Here’s a quick summary of some of the other sources I’ve been looking at:

  • Mike Robert’s Serverless Architectures post is massive, and full of really useful discussion. This includes: a comparison between serverless and stored procedures (vendor locking, difficulty testing and versioning); the value of reduced time to market; environmental benefits of serverless; and the challenges of integration testing.
  • Gunnar Morling produced a good infoQ talk, Serverless Search for my blog, which discusses AWS Lambda used for a Lucene-based blog search. Morling uses Quarkus to avoid lock-in, and also suggests this gets around the cold-start problem. He also suggested Funqy as an vendor independent abstraction for serverless code. Morling points out that serverless has a smaller attack service, but looked in detail at dealing with a ‘denial of wallet’ attack.
  • Bruce Schneier discussed The Misaligned Incentives for Cloud Security, warning that it has a few large providers making technical decisions for millions of users; and that security problems such as data breaches affect their customers more than it affects them.
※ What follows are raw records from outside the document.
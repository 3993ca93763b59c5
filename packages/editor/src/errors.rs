use markup_parser::ParseError;
use thiserror::Error;

pub type EditorResult<T> = Result<T, EditorError>;

/// Errors surfaced by editing commands.
///
/// No error is fatal: a failed command leaves the document in its prior state
/// and the failure is reported to the host as an error event.
#[derive(Debug, Error)]
pub enum EditorError {
    #[error("no resolvable selection")]
    NoSelection,

    #[error("offset {offset} out of bounds for node (len {len})")]
    InvalidOffset { offset: usize, len: usize },

    #[error("cannot merge <{left}> with <{right}>")]
    IncompatibleMerge { left: String, right: String },

    #[error("paste input could not be interpreted: {0}")]
    MalformedPasteInput(String),

    #[error("unknown command: {0}")]
    UnknownCommand(String),

    #[error(transparent)]
    Parse(#[from] ParseError),
}

impl EditorError {
    /// Code string used in error events.
    pub fn code(&self) -> &'static str {
        match self {
            EditorError::NoSelection => "no-selection",
            EditorError::InvalidOffset { .. } => "invalid-offset",
            EditorError::IncompatibleMerge { .. } => "incompatible-merge",
            EditorError::MalformedPasteInput(_) => "malformed-paste-input",
            EditorError::UnknownCommand(_) => "unknown-command",
            EditorError::Parse(_) => "parse-error",
        }
    }

    /// Whether the host should alert the user or just log.
    pub fn alerts_user(&self) -> bool {
        matches!(
            self,
            EditorError::MalformedPasteInput(_) | EditorError::UnknownCommand(_)
        )
    }
}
  • Guy Podjarny talks about the security issues in greater detail in Serverless security: What’s left to protect. He points out that one still needs to consider dependency vulnerabilities. While security permissions in serverless can be very granular, there is also a risk of this sprawling. Podjarny makes a number of suggestions including having critical and non-critical functionality in different accounts or regions.
  • Serverless and Chatbots: A Match Made in the Cloud by Gillian Armstrong was focussed on chatbots, but had a good overview of a lambda-based platform in production. Armstrong also noted that while lambdas scale every quickly, other parts of an infrastructure such as datastores might not.
  • A 2020 article Why the Serverless Revolution Has Stalled takes a more cynical approach, looking at four potential issues: limited programming languages; vendor lock; performance; inability to replace monolithic applications. Some of these issues have been solved by some teams, but all these points are worth considering.
  • Cloud study by the writer Robin Sloan discusses his use of cloud functions to provide simple support for running his newsletter. His solution to the cold start problem is, he admits, not best practise, but works for him: “Instead of deploying each of my functions as Actually Different cloud functions, I’ve rolled them up into one “mega function”—really almost a tiny app.” This solves a lot of issues for this small piece of functionality, not least that it fails fast: “if something isn’t working, nothing is working
  • Another post on cold starts suggested reducing the artefact size and had a good discussion of using pings to keep services live.
  • Operational Best Practices #serverless talked about how serverless limits the amount of code an enterprise needed, and that BaaS, FaaS and BaaS can all help speed up dev, particularly early in the process “You get to rent engineers from Google, AWS, Pagerduty, Pingdom, Heroku, etc for much cheaper than if you hired them in-house — if you could even get them, which you probably can’t because talent is scarce.”
  • That piece also contains a stern warning: “there is no such thing as having the luxury of not having to understand how your storage systems work. Queries will get slow, and you’ll need to be able to figure out why and fix them. You’ll hit scaling cliffs where suddenly a perfectly-usable app just starts timing everything out because of that extra second of latency coming from … The more you understand about your storage system (and the more you stay in the lane of how it was intended to be used), the happier you’ll be.

Using serverless for hobby projects does look attractive. But, having tried to get S3 and IAM working on AWS, I’d be reluctant to suggest that to anyone – particularly given the financial perils of AWS.